Kejadian Luar Biasa (KLB) penyakit menular merebak di sejumlah daerah di tanah air. Baru-baru ini, Kabupaten Garut menetapkan KLB difteri karena telah menyebabkan delapan orang meninggal.
Difteri adalah penyakit infeksi di hidung dan tenggorokan yang ditandai gejala batuk akut, demam, lemas, dan pembengkakan kelenjar getah bening selaput lendir. Menurut Bupati Garut Rudy Gunawan, merebaknya kasus ini karena beberapa korban tidak memperoleh vaksin dasar lengkap, kata dia akhir Februari 2023 lalu.
Mundur ke belakang, sepanjang 2022 lalu, polio dan campak juga merebak menjadi KLB di berbagai wilayah Indonesia. Tiga kasus polio pada November 2022 teridentifikasi di Kabupaten Pidie, Aceh.
Padahal pada 2014, Organisasi Kesehatan Dunia (WHO) telah menyematkan label “bebas polio” kepada Indonesia.
Kemudian tercatat 22 provinsi melaporkan KLB Campak (2022) dengan jumlah kasus mencapai lebih dari 3.341 laporan. Kasus-kasus ini menyebar di 223 kabupaten/kota.

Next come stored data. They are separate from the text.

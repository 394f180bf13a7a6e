//! JSON converter for structured property values.

use super::Converter;
use crate::error::ConvertError;
use serde::Serialize;
use serde::de::DeserializeOwned;
use std::marker::PhantomData;

/// Converter decoding a raw JSON document into any deserializable type.
///
/// # Examples
///
/// ```rust
/// use hotswap_props::converters::{Converter, JsonConverter};
/// use serde::{Deserialize, Serialize};
///
/// #[derive(Debug, Deserialize, Serialize, PartialEq)]
/// struct Limits {
///     rps: u32,
/// }
///
/// let conv = JsonConverter::<Limits>::new();
/// assert_eq!(conv.decode(r#"{"rps": 10}"#).unwrap(), Limits { rps: 10 });
/// ```
pub struct JsonConverter<T> {
    _marker: PhantomData<fn() -> T>,
}

impl<T> JsonConverter<T> {
    /// Create a new converter.
    pub fn new() -> Self {
        Self {
            _marker: PhantomData,
        }
    }
}

impl<T> Default for JsonConverter<T> {
    fn default() -> Self {
        Self::new()
    }
}

impl<T> Converter<T> for JsonConverter<T>
where
    T: DeserializeOwned + Serialize,
{
    fn decode(&self, raw: &str) -> Result<T, ConvertError> {
        serde_json::from_str(raw).map_err(|e| ConvertError::new(format!("invalid JSON: {}", e)))
    }

    fn encode(&self, value: &T) -> String {
        serde_json::to_string(value).unwrap_or_default()
    }
}
//! In-memory property source.

use super::PropSource;
use crate::error::Result;
use dashmap::DashMap;
use parking_lot::Mutex;
use std::collections::HashSet;
use std::mem;

/// In-memory property source, useful for tests and programmatic overrides.
///
/// Every `set` or `remove` marks the key as changed; the next `reload`
/// returns and drains those keys.
///
/// # Examples
///
/// ```rust
/// use hotswap_props::sources::{InMemorySource, PropSource};
///
/// let source = InMemorySource::new();
/// source.set("a", "1");
///
/// assert_eq!(source.reload().unwrap().len(), 1);
/// assert!(source.reload().unwrap().is_empty());
/// ```
#[derive(Default)]
pub struct InMemorySource {
    store: DashMap<String, String>,
    updated_keys: Mutex<HashSet<String>>,
}

impl InMemorySource {
    /// Create an empty source.
    pub fn new() -> Self {
        Self::default()
    }

    /// Store `value` under `key`.
    pub fn set(&self, key: impl Into<String>, value: impl Into<String>) {
        let key = key.into();
        self.store.insert(key.clone(), value.into());
        self.updated_keys.lock().insert(key);
    }

    /// Remove `key`, returning its previous value.
    pub fn remove(&self, key: &str) -> Option<String> {
        let removed = self.store.remove(key).map(|(_, value)| value);
        if removed.is_some() {
            self.updated_keys.lock().insert(key.to_string());
        }
        removed
    }
}

impl PropSource for InMemorySource {
    fn get(&self, key: &str) -> Option<String> {
        self.store.get(key).map(|value| value.clone())
    }

    fn reload(&self) -> Result<HashSet<String>> {
        Ok(mem::take(&mut *self.updated_keys.lock()))
    }

    fn default_id(&self) -> String {
        "MEMORY".to_string()
    }
}

#[cfg(test)]
mod tests {
    use super::*;

    #[test]
    fn test_reload_drains_updated_keys() {
        let source = InMemorySource::new();
        source.set("a", "1");

        let keys = source.reload().unwrap();
        assert_eq!(keys, HashSet::from(["a".to_string()]));
        assert!(source.reload().unwrap().is_empty());
    }

    #[test]
    fn test_get_and_remove() {
        let source = InMemorySource::new();
        assert_eq!(source.get("a"), None);

        source.set("a", "1");
        source.set("a", "2");
        assert_eq!(source.get("a").as_deref(), Some("2"));

        source.reload().unwrap();
        assert_eq!(source.remove("a").as_deref(), Some("2"));
        assert_eq!(source.get("a"), None);
        assert_eq!(source.reload().unwrap().len(), 1);

        assert_eq!(source.remove("missing"), None);
        assert!(source.reload().unwrap().is_empty());
    }

    #[test]
    fn test_defaults() {
        let source = InMemorySource::new();
        assert!(source.is_reloadable());
        assert_eq!(source.default_id(), "MEMORY");
    }
}
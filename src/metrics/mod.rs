//! Built-in metrics for refresh cycles.
//!
//! Provides OpenTelemetry metrics tracking:
//! - Refresh cycles and their duration
//! - Source reload failures
//! - Prop updates and rejected updates
//! - Bound props
//!
//! # Examples
//!
//! ```rust,no_run
//! use hotswap_props::prelude::*;
//! use hotswap_props::sources::FileSource;
//! use opentelemetry::global;
//!
//! # async fn example() -> Result<()> {
//! let meter = global::meter("my-app");
//!
//! let registry = PropRegistry::builder()
//!     .with_source("FILE", FileSource::new("config.yaml"))
//!     .with_metrics(meter)
//!     .build()?;
//! # Ok(())
//! # }
//! ```

mod refresh_metrics;

pub use refresh_metrics::RefreshMetrics;
//! Lock-free key/value snapshot shared by the file and environment sources.

use arc_swap::ArcSwap;
use std::collections::{HashMap, HashSet};
use std::sync::Arc;

/// The last values read by a source, swapped atomically on reload.
pub(crate) struct Snapshot {
    values: ArcSwap<HashMap<String, String>>,
}

impl Snapshot {
    pub(crate) fn new() -> Self {
        Self {
            values: ArcSwap::from_pointee(HashMap::new()),
        }
    }

    pub(crate) fn get(&self, key: &str) -> Option<String> {
        self.values.load().get(key).cloned()
    }

    /// Install `next` and return every key whose value differs from the
    /// previous snapshot, including removed keys.
    pub(crate) fn replace(&self, next: HashMap<String, String>) -> HashSet<String> {
        let next = Arc::new(next);
        let previous = self.values.swap(Arc::clone(&next));

        let mut changed: HashSet<String> = next
            .iter()
            .filter(|(key, value)| previous.get(*key) != Some(*value))
            .map(|(key, _)| key.clone())
            .collect();
        changed.extend(
            previous
                .keys()
                .filter(|key| !next.contains_key(*key))
                .cloned(),
        );

        changed
    }
}
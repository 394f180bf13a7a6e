//! Property source implementations.

mod env;
mod file;
mod memory;
mod prop_source;
mod snapshot;

pub use env::EnvSource;
pub use file::FileSource;
pub use memory::InMemorySource;
pub use prop_source::PropSource;
pub(crate) use snapshot::Snapshot;
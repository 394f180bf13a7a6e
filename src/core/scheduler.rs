//! Initial-load gate and the periodic refresh task.

use crate::core::resolver::SourceEntry;
use crate::sources::PropSource;
use std::collections::HashSet;
use std::future::Future;
use std::sync::Arc;
use std::time::Duration;
use tokio::sync::watch;
use tokio::task::{AbortHandle, JoinHandle, JoinSet};
use tokio::time::{self, Instant, MissedTickBehavior};
use tracing::{debug, error, warn};

/// One-shot gate separating "sources not yet scanned" from "safe to resolve".
#[derive(Clone)]
pub(crate) struct LoadGate {
    rx: watch::Receiver<bool>,
}

/// The single writer side of a [`LoadGate`].
pub(crate) struct GateOpener {
    tx: watch::Sender<bool>,
}

impl LoadGate {
    pub(crate) fn new() -> (GateOpener, LoadGate) {
        let (tx, rx) = watch::channel(false);
        (GateOpener { tx }, LoadGate { rx })
    }

    pub(crate) fn is_open(&self) -> bool {
        *self.rx.borrow()
    }

    /// Wait up to `limit` for the gate to open.
    ///
    /// Returns `false` on timeout, or when the opener was dropped without
    /// opening the gate (the loader task was cancelled or panicked).
    pub(crate) async fn wait(&self, limit: Duration) -> bool {
        let mut rx = self.rx.clone();
        let opened = match time::timeout(limit, rx.wait_for(|open| *open)).await {
            Ok(Ok(_)) => true,
            Ok(Err(_)) => {
                error!("Initial load was interrupted; props cannot be resolved");
                false
            }
            Err(_) => {
                warn!(?limit, "Could not resolve in time; initial load still running");
                false
            }
        };
        opened
    }
}

impl GateOpener {
    pub(crate) fn open(self) {
        self.tx.send_replace(true);
    }
}

/// Result of reloading a set of sources in parallel.
#[derive(Debug, Default)]
pub(crate) struct ReloadOutcome {
    pub(crate) changed: HashSet<String>,
    pub(crate) failures: usize,
}

/// Reload sources in parallel on the blocking pool.
///
/// A source whose reload fails or panics is logged and counted as having no
/// changed keys; it never affects the other sources.
pub(crate) async fn reload_sources(
    sources: &[SourceEntry],
    reloadable_only: bool,
) -> ReloadOutcome {
    let mut tasks = JoinSet::new();
    for entry in sources
        .iter()
        .filter(|entry| !reloadable_only || entry.source.is_reloadable())
    {
        let id = entry.id.clone();
        let source = Arc::clone(&entry.source);
        tasks.spawn_blocking(move || safe_reload(&id, source.as_ref()));
    }

    let mut outcome = ReloadOutcome::default();
    while let Some(joined) = tasks.join_next().await {
        match joined {
            Ok(Some(keys)) => outcome.changed.extend(keys),
            Ok(None) => outcome.failures += 1,
            Err(e) => {
                error!(error = %e, "Source reload task panicked");
                outcome.failures += 1;
            }
        }
    }
    outcome
}

fn safe_reload(id: &str, source: &dyn PropSource) -> Option<HashSet<String>> {
    match source.reload() {
        Ok(keys) => {
            debug!(source = id, changed = keys.len(), "Reloaded source");
            Some(keys)
        }
        Err(e) => {
            error!(source = id, error = %e, "Unexpected error reloading props");
            None
        }
    }
}

/// Spawn the periodic refresh task.
///
/// Ticks that fire while a cycle is still running are skipped, so cycles
/// never overlap. The first cycle runs one `period` after start.
pub(crate) fn spawn_refresh<F, Fut>(
    handle: &tokio::runtime::Handle,
    period: Duration,
    mut shutdown: watch::Receiver<bool>,
    cycle: F,
) -> JoinHandle<()>
where
    F: Fn() -> Fut + Send + 'static,
    Fut: Future<Output = ()> + Send + 'static,
{
    let runtime = handle.clone();
    handle.spawn(async move {
        let mut ticker = time::interval_at(Instant::now() + period, period);
        ticker.set_missed_tick_behavior(MissedTickBehavior::Skip);

        loop {
            tokio::select! {
                _ = ticker.tick() => {
                    // a panicking cycle must not end the schedule
                    let task = runtime.spawn(cycle());
                    let _guard = AbortOnDrop(task.abort_handle());
                    if let Err(e) = task.await {
                        error!(error = %e, "Refresh cycle failed");
                    }
                }
                changed = shutdown.changed() => {
                    if changed.is_err() || *shutdown.borrow() {
                        break;
                    }
                }
            }
        }

        debug!("Refresh scheduler stopped");
    })
}

struct AbortOnDrop(AbortHandle);

impl Drop for AbortOnDrop {
    fn drop(&mut self) {
        self.0.abort();
    }
}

Sebaran KLB Campak berada di Sumatera Barat, Aceh, Sumatera Utara, Jambi, Banten, Jawa Barat, Jawa Tengah, Jawa Timur, Kalimantan Utara, NTT, Papua, dan Riau.

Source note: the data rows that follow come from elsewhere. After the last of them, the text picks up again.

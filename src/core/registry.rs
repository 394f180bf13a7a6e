//! The property registry: binding, resolution and live refresh.

use crate::converters::{Converter, StringConverter};
use crate::core::prop::{Bindable, BoundProp, Prop, PropInner};
use crate::core::resolver::{Resolver, SourceEntry};
use crate::core::scheduler::{self, GateOpener, LoadGate};
use crate::core::{PropBuilder, PropRegistryBuilder};
use crate::error::{ConfigError, Result};
use dashmap::DashMap;
use dashmap::mapref::entry::Entry;
use std::sync::Arc;
use std::time::Duration;
use tokio::runtime::Handle;
use tokio::sync::{Mutex as CycleLock, watch};
use tokio::task::JoinHandle;
use tokio::time::{self, Instant};
use tracing::{debug, info, warn};

#[cfg(feature = "metrics")]
use crate::metrics::RefreshMetrics;

/// State shared between the registry handle and its background tasks.
pub(crate) struct Shared {
    resolver: Resolver,
    bound: DashMap<String, Arc<dyn Bindable>>,
    pins: DashMap<String, String>,
    /// Serialises reload cycles so that they never overlap
    cycle_lock: CycleLock<()>,
    #[cfg(feature = "metrics")]
    metrics: Option<RefreshMetrics>,
}

impl Shared {
    /// Re-resolve one property, honouring its pinned source.
    async fn update(&self, prop: &dyn Bindable) -> Result<bool> {
        let pinned = self.pins.get(prop.key()).map(|id| id.value().clone());
        let resolved = self.resolver.resolve(prop.key(), pinned.as_deref()).await;
        prop.apply(resolved)
    }

    async fn update_all(&self, props: &[Arc<dyn Bindable>]) -> usize {
        let mut updated = 0;
        for prop in props {
            match self.update(prop.as_ref()).await {
                Ok(true) => updated += 1,
                Ok(false) => {}
                Err(e) => {
                    warn!(key = prop.key(), error = %e, "Keeping previous value of prop");
                    #[cfg(feature = "metrics")]
                    if let Some(metrics) = &self.metrics {
                        metrics.record_update_failure();
                    }
                }
            }
        }
        updated
    }

    async fn initial_load(self: Arc<Self>, opener: GateOpener) {
        let _cycle = self.cycle_lock.lock().await;
        let outcome = scheduler::reload_sources(&self.resolver.sources(), false).await;
        opener.open();
        info!(failures = outcome.failures, "Initial load of prop sources complete");

        // props bound while the load was running may have timed out waiting
        let bound: Vec<_> = self
            .bound
            .iter()
            .map(|entry| Arc::clone(entry.value()))
            .collect();
        self.update_all(&bound).await;
    }

    /// One refresh cycle: reload every reloadable source, then re-resolve the
    /// bound props whose keys changed.
    async fn run_cycle(&self) -> usize {
        let _cycle = self.cycle_lock.lock().await;
        let started = Instant::now();

        let outcome = scheduler::reload_sources(&self.resolver.sources(), true).await;

        // every source has finished reloading before any prop is updated
        let affected: Vec<_> = outcome
            .changed
            .iter()
            .filter_map(|key| self.bound.get(key).map(|entry| Arc::clone(entry.value())))
            .collect();
        let updated = self.update_all(&affected).await;

        debug!(
            changed_keys = outcome.changed.len(),
            updated,
            failures = outcome.failures,
            elapsed = ?started.elapsed(),
            "Refresh cycle complete"
        );

        #[cfg(feature = "metrics")]
        if let Some(metrics) = &self.metrics {
            metrics.record_cycle(started.elapsed(), outcome.failures, updated);
        }

        updated
    }
}

/// Registry of live, typed properties resolved from layered sources.
///
/// Sources registered later take precedence over earlier ones. When the
/// registry is built, every source is loaded once in the background; reads
/// that happen before that load finishes wait for it, up to the refresh
/// interval. Afterwards, reloadable sources are re-read every refresh
/// interval and the props whose keys changed are updated in place.
///
/// # Examples
///
/// ```rust
/// use hotswap_props::prelude::*;
/// use hotswap_props::converters::ParseConverter;
/// use std::sync::Arc;
///
/// # async fn example() -> Result<()> {
/// let defaults = Arc::new(InMemorySource::new());
/// defaults.set("pool.size", "8");
///
/// let registry = PropRegistry::builder()
///     .with_source("DEFAULTS", Arc::clone(&defaults))
///     .build()?;
///
/// let pool_size = registry
///     .prop_with("pool.size", ParseConverter::<u32>::new())
///     .required(true)
///     .build()
///     .await?;
///
/// assert_eq!(pool_size.get()?.as_deref(), Some(&8));
///
/// registry.close().await;
/// # Ok(())
/// # }
/// ```
pub struct PropRegistry {
    shared: Arc<Shared>,
    refresh_interval: Duration,
    shutdown_grace_period: Duration,
    shutdown: watch::Sender<bool>,
    loader: parking_lot::Mutex<Option<JoinHandle<()>>>,
    scheduler: parking_lot::Mutex<Option<JoinHandle<()>>>,
}

impl PropRegistry {
    /// Create a new builder for constructing a registry.
    pub fn builder() -> PropRegistryBuilder {
        PropRegistryBuilder::new()
    }

    /// Start the initial load and the refresh scheduler.
    pub(crate) fn start(
        handle: &Handle,
        sources: Vec<SourceEntry>,
        refresh_interval: Duration,
        shutdown_grace_period: Duration,
        #[cfg(feature = "metrics")] metrics: Option<RefreshMetrics>,
    ) -> Self {
        let (opener, gate) = LoadGate::new();
        let shared = Arc::new(Shared {
            resolver: Resolver::new(sources, gate, refresh_interval),
            bound: DashMap::new(),
            pins: DashMap::new(),
            cycle_lock: CycleLock::new(()),
            #[cfg(feature = "metrics")]
            metrics,
        });

        let loader = handle.spawn(Arc::clone(&shared).initial_load(opener));

        let (shutdown, shutdown_rx) = watch::channel(false);
        let cycle_state = Arc::clone(&shared);
        let scheduler = scheduler::spawn_refresh(handle, refresh_interval, shutdown_rx, move || {
            let shared = Arc::clone(&cycle_state);
            async move {
                shared.run_cycle().await;
            }
        });

        info!(
            sources = ?shared.resolver.ids_by_priority(),
            ?refresh_interval,
            "Prop registry started"
        );

        Self {
            shared,
            refresh_interval,
            shutdown_grace_period,
            shutdown,
            loader: parking_lot::Mutex::new(Some(loader)),
            scheduler: parking_lot::Mutex::new(Some(scheduler)),
        }
    }

    /// Bind a property into the registry and resolve its initial value.
    ///
    /// If `source_id` is given, the property only ever reads from that
    /// source. Binding the same handle twice is a no-op.
    ///
    /// # Errors
    ///
    /// Returns an error if:
    /// - `source_id` does not name a registered source
    /// - the key is already bound to a different handle
    /// - the initial value cannot be decoded or fails validation; the
    ///   property is left unbound in that case
    pub async fn bind<T>(&self, prop: Prop<T>, source_id: Option<&str>) -> Result<Prop<T>>
    where
        T: PartialEq + Send + Sync + 'static,
    {
        if let Some(id) = source_id {
            self.validate_source(id)?;
        }

        let key = prop.key().to_string();
        let erased: Arc<dyn Bindable> = prop.inner.clone();
        let inserted = match self.shared.bound.entry(key.clone()) {
            Entry::Occupied(existing) => {
                if !std::ptr::addr_eq(Arc::as_ptr(existing.get()), Arc::as_ptr(&erased)) {
                    return Err(ConfigError::DuplicateProp { key });
                }
                if let Some(id) = source_id {
                    self.shared.pins.insert(key.clone(), id.to_string());
                }
                false
            }
            Entry::Vacant(slot) => {
                // the pin must be visible before a refresh can see the holder
                if let Some(id) = source_id {
                    self.shared.pins.insert(key.clone(), id.to_string());
                }
                slot.insert(erased);
                true
            }
        };

        let updated = self.shared.update(prop.inner.as_ref()).await;
        if updated.is_err() && inserted {
            self.shared.bound.remove(&key);
            self.shared.pins.remove(&key);
        }

        #[cfg(feature = "metrics")]
        if let Some(metrics) = &self.shared.metrics {
            metrics.record_bound(self.shared.bound.len());
        }

        updated?;
        Ok(prop)
    }

    /// Get the property bound under `key`, without resolving it.
    pub fn retrieve(&self, key: &str) -> Option<Arc<dyn BoundProp>> {
        self.shared.bound.get(key).map(|entry| {
            let prop: Arc<dyn BoundProp> = entry.value().clone();
            prop
        })
    }

    /// Get the typed handle bound under `key`, without resolving it.
    ///
    /// # Errors
    ///
    /// Returns `TypeMismatch` if the key is bound with a different value type.
    pub fn retrieve_as<T>(&self, key: &str) -> Result<Option<Prop<T>>>
    where
        T: Send + Sync + 'static,
    {
        let Some(bound) = self.shared.bound.get(key).map(|entry| Arc::clone(entry.value())) else {
            return Ok(None);
        };

        bound
            .into_any()
            .downcast::<PropInner<T>>()
            .map(|inner| Some(Prop { inner }))
            .map_err(|_| ConfigError::TypeMismatch {
                key: key.to_string(),
                expected: std::any::type_name::<T>(),
            })
    }

    /// Re-resolve a property's value.
    ///
    /// Returns `true` if the value changed. An absent value, or a value equal
    /// to the current one, leaves the property untouched.
    ///
    /// # Errors
    ///
    /// Returns an error if the resolved value cannot be decoded or fails the
    /// property's write-time validation.
    pub async fn update<T>(&self, prop: &Prop<T>) -> Result<bool>
    where
        T: PartialEq + Send + Sync + 'static,
    {
        self.shared.update(prop.inner.as_ref()).await
    }

    /// Resolve a property's value without storing it.
    ///
    /// Waits for the initial load (up to the refresh interval), then reads
    /// from `source_id` only, or from every source in priority order.
    ///
    /// # Errors
    ///
    /// Returns an error if `source_id` is unknown, or if the winning raw
    /// value cannot be decoded or fails validation.
    pub async fn resolve<T>(&self, prop: &Prop<T>, source_id: Option<&str>) -> Result<Option<T>>
    where
        T: Send + Sync + 'static,
    {
        if let Some(id) = source_id {
            self.validate_source(id)?;
        }

        self.shared
            .resolver
            .resolve(prop.key(), source_id)
            .await
            .map(|resolved| prop.accept(&resolved))
            .transpose()
    }

    /// Every raw value held for `key`, as `(source id, raw value)` pairs
    /// ordered lowest to highest priority. The last entry is the one a
    /// property without a pinned source resolves to.
    pub fn resolve_layers(&self, key: &str) -> Vec<(String, String)> {
        self.shared.resolver.layers(key)
    }

    /// Run one refresh cycle now.
    ///
    /// Returns the number of properties whose value changed. Waits for any
    /// cycle already in progress.
    pub async fn refresh(&self) -> usize {
        self.shared.run_cycle().await
    }

    /// Registered source ids, highest priority first.
    pub fn source_ids(&self) -> Vec<String> {
        self.shared.resolver.ids_by_priority()
    }

    /// Whether the initial load of every source has completed.
    pub fn is_loaded(&self) -> bool {
        self.shared.resolver.is_loaded()
    }

    /// Number of bound properties.
    pub fn bound_count(&self) -> usize {
        self.shared.bound.len()
    }

    /// The refresh interval.
    pub fn refresh_interval(&self) -> Duration {
        self.refresh_interval
    }

    /// The shutdown grace period.
    pub fn shutdown_grace_period(&self) -> Duration {
        self.shutdown_grace_period
    }

    /// Start building a string property.
    pub fn prop(&self, key: impl Into<String>) -> PropBuilder<'_, String> {
        PropBuilder::new(self, key.into(), Arc::new(StringConverter))
    }

    /// Start building a property decoded by `converter`.
    pub fn prop_with<T, C>(&self, key: impl Into<String>, converter: C) -> PropBuilder<'_, T>
    where
        T: PartialEq + Send + Sync + 'static,
        C: Converter<T> + 'static,
    {
        PropBuilder::new(self, key.into(), Arc::new(converter))
    }

    /// Stop the refresh scheduler.
    ///
    /// Waits up to the shutdown grace period for a running cycle to finish,
    /// then aborts it. Updates of an aborted cycle are lost.
    pub async fn close(&self) {
        self.shutdown.send_replace(true);

        let loader = self.loader.lock().take();
        if let Some(loader) = loader {
            loader.abort();
        }

        let scheduler = self.scheduler.lock().take();
        let Some(mut scheduler) = scheduler else {
            return;
        };

        if time::timeout(self.shutdown_grace_period, &mut scheduler)
            .await
            .is_err()
        {
            warn!(
                grace_period = ?self.shutdown_grace_period,
                "Refresh scheduler did not stop in time; terminating"
            );
            scheduler.abort();
        }

        info!("Prop registry closed");
    }

    pub(crate) fn validate_source(&self, source_id: &str) -> Result<()> {
        if !self.shared.resolver.contains(source_id) {
            return Err(ConfigError::UnknownSource(source_id.to_string()));
        }
        Ok(())
    }
}

impl Drop for PropRegistry {
    fn drop(&mut self) {
        for task in [self.loader.get_mut().take(), self.scheduler.get_mut().take()]
            .into_iter()
            .flatten()
        {
            task.abort();
        }
    }
}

Provinsi Papua Tengah pada tiga bulan terakhir melaporkan hampir 400 kasus campak di tujuh kabupaten, yakni Nabire, Paniai, Puncak Jaya, Mimika, Puncak, dan Intan Jaya. Sebanyak 48 terkonfirmasi laboratorium positif campak, dan satu kasus rubela.
“Dua orang meninggal berasal dari Kabupaten Nabire, dan Kabupaten Paniai,” kata kata Direktur Jenderal Pencegahan dan Pengendalian Penyakit Kemenkes RI Maxi Rein Rondonuwu seperti dilansir dari Antara News.

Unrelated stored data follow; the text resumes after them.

//! Delimited list converter.

use super::Converter;
use crate::error::ConvertError;

/// Converter splitting a raw value on a separator and decoding every element
/// with an inner converter.
///
/// Elements are trimmed. An element the inner converter rejects fails the
/// whole value; nothing is silently dropped.
///
/// # Examples
///
/// ```rust
/// use hotswap_props::converters::{Converter, ListConverter, ParseConverter};
///
/// let conv = ListConverter::new(ParseConverter::<u32>::new(), ",");
/// assert_eq!(conv.decode("1, 2,3").unwrap(), vec![1, 2, 3]);
/// assert!(conv.decode("1,x").is_err());
/// ```
#[derive(Debug, Clone)]
pub struct ListConverter<C> {
    inner: C,
    separator: String,
}

impl<C> ListConverter<C> {
    /// Create a list converter.
    pub fn new(inner: C, separator: impl Into<String>) -> Self {
        Self {
            inner,
            separator: separator.into(),
        }
    }
}

impl<T, C> Converter<Vec<T>> for ListConverter<C>
where
    C: Converter<T>,
{
    fn decode(&self, raw: &str) -> Result<Vec<T>, ConvertError> {
        if raw.trim().is_empty() {
            return Ok(Vec::new());
        }

        raw.split(self.separator.as_str())
            .enumerate()
            .map(|(index, item)| {
                self.inner.decode(item.trim()).map_err(|e| {
                    ConvertError::new(format!("element {} of '{}': {}", index, raw, e))
                })
            })
            .collect()
    }

    fn encode(&self, value: &Vec<T>) -> String {
        value
            .iter()
            .map(|item| self.inner.encode(item))
            .collect::<Vec<_>>()
            .join(&self.separator)
    }
}

#[cfg(test)]
mod tests {
    use super::*;
    use crate::converters::{DurationConverter, StringConverter};
    use std::time::Duration;

    #[test]
    fn test_empty_is_empty_list() {
        let conv = ListConverter::new(StringConverter, ",");
        assert!(conv.decode("").unwrap().is_empty());
    }

    #[test]
    fn test_custom_separator() {
        let conv = ListConverter::new(DurationConverter, ";");
        assert_eq!(
            conv.decode("1s;2m").unwrap(),
            vec![Duration::from_secs(1), Duration::from_secs(120)]
        );
        assert_eq!(
            conv.encode(&vec![Duration::from_secs(1), Duration::from_secs(2)]),
            "1s;2s"
        );
    }

    #[test]
    fn test_error_names_element() {
        let conv = ListConverter::new(DurationConverter, ",");
        let err = conv.decode("1s,bogus").unwrap_err();
        assert!(err.to_string().contains("element 1"));
    }
}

Di Papua, cakupan imunisasi measles dan rubela (MR) memang cuma 64,1% pada fase pertama (2022), lalu turun menjadi 48,6% pada imunisasi MR kedua
"Temuan di lapangan 87 kasus belum pernah imunisasi MR, bahkan status imunisasi dasarnya sebagian besar nol," lanjut Maxi.
Ancaman Penyakit Selain Campak dan Polio
Angka vaksinasi yang rendah menjadi faktor penyebab utama terjadinya KLB. Pandemi Covid-19 sempat diklaim menjadi periode penurunan angka vaksinasi. Ini disebabkan saat pembatasan sosial akses Posyandu yang biasa menyediakan imunisasi gratis bagi masyarakat terhenti.
Namun ketika ditelisik ulang, angka penurunan vaksinasi sudah terjadi sejak 13 tahun ke belakang, tepatnya sejak 2011, dan turun signifikan mulai 2010.
Secara umum selama 12 tahun, persentase balita yang sudah pernah mendapat imunisasi BCG turun 2,6%, DPT turun 3,3%, Polio turun 6,7%, dan Campak turun 7,5%.
Padahal vaksinasi dasar penting untuk mencegah tuberkulosis (BCG), menangkal difteri, batuk rejan (pertusis), dan tetanus (DPT), polio, campak, dan rubela.
Penyakit-penyakit tersebut hanya dapat dicegah dengan vaksin. Sebelum vaksin ditemukan, mereka menjadi penyakit paling ditakuti di dunia karena menyebabkan kematian.
Jika melihat angka cakupan imunisasi dasar lengkap pada balita yang mengalami penurunan, maka Indonesia masih berada di bawah ancaman berbagai penyakit menular.
Aceh dan Papua menjadi wilayah paling rentan karena nilai imunisasinya paling rendah se-Indonesia.
Data Riset Kesehatan Dasar (Riskesdas) 2018 tentang proporsi imunisasi dasar pada anak 12-23 bulan menyebut kedua wilayah ini berada jauh di bawah rata-rata nasional, yakni 57,9 persen.
Selain Aceh dan Papua, dari 34 provinsi di Indonesia ada 15 provinsi lagi yang punya proporsi imunisasi dasar anak di bawah rata-rata nasional. Artinya, masih banyak pekerjaan rumah yang harus dituntaskan jika pemerintah mau mencapai generasi muda yang lebih sehat dan berdaya.